Figure 3. Higher assembly competence of soluble refolded tapasin-independent HLA-B allotypes.

A soluble form of the indicated HLA class I heavy chains (2 µM) was refolded with β₂m (4 µM) overnight at 4 °C in the presence of TEV. Following refolding, the soluble fractions were analyzed by gel filtration chromatography using a Superdex 75 10/300 GL column. Representative gel filtration analyses of A) B1801, B4402, B4403 and B4405 (B44 supertype) and B) B3501, B3503 and B5101 (B7 supertype) are shown. The vertical lines show peak position ranges of the gel filtration column void volume (left), Peak 1 (middle) and Peak 2 (right).

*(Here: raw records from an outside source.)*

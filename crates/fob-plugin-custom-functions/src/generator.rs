//! Metadata generation via the `custom-functions-metadata` npm package
//!
//! The plugin never parses source files itself. It hands the resolved input
//! paths to a [`MetadataGenerator`] and trusts whatever comes back. The default
//! implementation runs a tiny bridge script under Node.js (or Bun) from the
//! project root, writing the input list to stdin and reading the generation
//! result as JSON from stdout.

use crate::config::GeneratorOptions;
use crate::error::GeneratorError;
use crate::metadata::GenerateResult;
use async_trait::async_trait;
use std::path::{Path, PathBuf};
use std::process::{Output, Stdio};
use tokio::io::AsyncWriteExt;
use tokio::process::Command;
use tokio::time::{timeout, Duration};

/// Maximum allowed size for generator output (50 MB)
const MAX_OUTPUT_SIZE: usize = 50 * 1024 * 1024;

/// Bridge script: reads a JSON array of files from stdin, prints the result as JSON
const BRIDGE_SCRIPT: &str = r#"
const { generateCustomFunctionsMetadata } = require("custom-functions-metadata");
let input = "";
process.stdin.setEncoding("utf8");
process.stdin.on("data", (chunk) => (input += chunk));
process.stdin.on("end", () => {
  generateCustomFunctionsMetadata(JSON.parse(input), true).then(
    (result) => {
      process.stdout.write(
        JSON.stringify({
          errors: result.errors,
          associate: result.associate,
          metadataJson: result.metadataJson,
        })
      );
    },
    (error) => {
      process.stderr.write(String((error && error.message) || error));
      process.exit(1);
    }
  );
});
"#;

/// Produces custom functions metadata for a set of source files
#[async_trait]
pub trait MetadataGenerator: std::fmt::Debug + Send + Sync {
    /// Generate metadata for the given absolute input paths
    async fn generate(&self, inputs: &[PathBuf]) -> Result<GenerateResult, GeneratorError>;
}

/// Generator that always returns the same result
///
/// Useful when metadata is produced ahead of time, and in tests.
#[derive(Debug, Clone, Default)]
pub struct StaticMetadataGenerator {
    result: GenerateResult,
}

impl StaticMetadataGenerator {
    pub fn new(result: GenerateResult) -> Self {
        Self { result }
    }
}

#[async_trait]
impl MetadataGenerator for StaticMetadataGenerator {
    async fn generate(&self, _inputs: &[PathBuf]) -> Result<GenerateResult, GeneratorError> {
        Ok(self.result.clone())
    }
}

/// JavaScript runtimes able to run the bridge script
#[derive(Debug, Clone, Copy, PartialEq, Eq)]
pub enum JsRuntime {
    /// Node.js
    Node,
    /// Bun
    Bun,
}

impl JsRuntime {
    /// Detect the runtime from package.json and lockfiles
    ///
    /// Priority: packageManager field > bun lockfile > Node.js
    fn detect(project_root: &Path) -> Self {
        if let Ok(content) = std::fs::read_to_string(project_root.join("package.json")) {
            if let Ok(parsed) = serde_json::from_str::<serde_json::Value>(&content) {
                if let Some(pm) = parsed.get("packageManager").and_then(|v| v.as_str()) {
                    if pm.starts_with("bun") {
                        return Self::Bun;
                    }
                }
            }
        }

        if project_root.join("bun.lockb").exists() || project_root.join("bun.lock").exists() {
            return Self::Bun;
        }

        Self::Node
    }

    /// Parse a runtime name from configuration
    pub fn from_name(name: &str) -> Option<Self> {
        match name.to_lowercase().as_str() {
            "node" | "nodejs" => Some(Self::Node),
            "bun" => Some(Self::Bun),
            _ => None,
        }
    }

    /// Binary to spawn for this runtime
    pub fn binary(&self) -> &'static str {
        match self {
            Self::Node => "node",
            Self::Bun => "bun",
        }
    }

    /// Arguments that evaluate the bridge script
    fn eval_args(&self) -> [&'static str; 2] {
        match self {
            Self::Node => ["-e", BRIDGE_SCRIPT],
            Self::Bun => ["--eval", BRIDGE_SCRIPT],
        }
    }
}

/// Runs `custom-functions-metadata` through a JavaScript runtime
#[derive(Debug, Clone)]
pub struct NodeMetadataGenerator {
    /// Runtime used to execute the bridge script
    runtime: JsRuntime,

    /// Working directory, so `require` resolves the project's node_modules
    project_root: PathBuf,

    /// Timeout for a generation run in seconds
    timeout_secs: u64,
}

impl NodeMetadataGenerator {
    /// Create a generator, auto-detecting the runtime
    pub fn new(project_root: PathBuf) -> Self {
        Self {
            runtime: JsRuntime::detect(&project_root),
            project_root,
            timeout_secs: crate::config::DEFAULT_TIMEOUT_SECS,
        }
    }

    /// Create a generator from plugin options
    ///
    /// Unknown runtime names fall back to auto-detection.
    pub fn from_options(options: &GeneratorOptions, project_root: PathBuf) -> Self {
        let runtime = options
            .runtime
            .as_deref()
            .and_then(JsRuntime::from_name)
            .unwrap_or_else(|| JsRuntime::detect(&project_root));

        Self {
            runtime,
            project_root,
            timeout_secs: options.timeout_secs,
        }
    }

    pub fn with_runtime(mut self, runtime: JsRuntime) -> Self {
        self.runtime = runtime;
        self
    }

    pub fn with_timeout_secs(mut self, timeout_secs: u64) -> Self {
        self.timeout_secs = timeout_secs;
        self
    }

    pub fn runtime(&self) -> JsRuntime {
        self.runtime
    }
}

#[async_trait]
impl MetadataGenerator for NodeMetadataGenerator {
    async fn generate(&self, inputs: &[PathBuf]) -> Result<GenerateResult, GeneratorError> {
        let payload = serde_json::to_vec(inputs).map_err(GeneratorError::invalid_output)?;

        let mut cmd = Command::new(self.runtime.binary());
        cmd.args(self.runtime.eval_args())
            .current_dir(&self.project_root);

        let output = run_with_input(cmd, &payload, self.timeout_secs)
            .await
            .map_err(|e| match e {
                GeneratorError::SpawnFailed { source }
                    if source.kind() == std::io::ErrorKind::NotFound =>
                {
                    GeneratorError::runtime_not_found(self.runtime.binary())
                }
                other => other,
            })?;

        if !output.status.success() {
            let stderr = String::from_utf8_lossy(&output.stderr).to_string();
            let exit_code = output.status.code().unwrap_or(-1);
            return Err(GeneratorError::exit_error(exit_code, stderr));
        }

        parse_output(&output.stdout)
    }
}

/// Spawn `cmd`, feed `payload` on stdin and collect its output
///
/// Writing stdin and waiting for exit share one deadline; the child is
/// killed when the deadline passes.
async fn run_with_input(
    mut cmd: Command,
    payload: &[u8],
    timeout_secs: u64,
) -> Result<Output, GeneratorError> {
    cmd.stdin(Stdio::piped())
        .stdout(Stdio::piped())
        .stderr(Stdio::piped())
        .kill_on_drop(true);

    let mut child = cmd.spawn().map_err(GeneratorError::spawn_failed)?;

    let mut stdin = child.stdin.take().ok_or_else(|| {
        GeneratorError::spawn_failed(std::io::Error::new(
            std::io::ErrorKind::BrokenPipe,
            "Failed to capture stdin",
        ))
    })?;

    let run = async move {
        stdin.write_all(payload).await?;
        drop(stdin); // EOF starts generation
        child.wait_with_output().await
    };

    timeout(Duration::from_secs(timeout_secs), run)
        .await
        .map_err(|_| GeneratorError::timeout(timeout_secs))?
        .map_err(GeneratorError::spawn_failed)
}

/// Parse bridge script stdout into a generation result
fn parse_output(stdout: &[u8]) -> Result<GenerateResult, GeneratorError> {
    if stdout.len() > MAX_OUTPUT_SIZE {
        return Err(GeneratorError::output_too_large(
            stdout.len(),
            MAX_OUTPUT_SIZE,
        ));
    }

    serde_json::from_slice(stdout).map_err(GeneratorError::invalid_output)
}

C and D) Peak 1 and Peak 2 fractions from A and B were assessed for their peptide binding competence. Peak 1 and Peak 2 fractions were normalized for protein concentration (to 200 nM (Peak 1) or 400 nM (peak 2) for B44 supertypes, and 20 nM (peaks 1 and 2) for B7 supertypes) and incubated with a 10-fold excess of refolded β₂m and FITC labeled peptide (peptide EEFGK^FITCAFSF for B44 supertypes and peptide IPLK^FITCEEAEL for B7 supertypes). Peptide bound heterodimers were separated by native gel electrophoresis and visualized by fluorescence scanning. Both Peak 1 and Peak 2 fractions are competent for peptide binding. Representative data of four independent measurements are shown.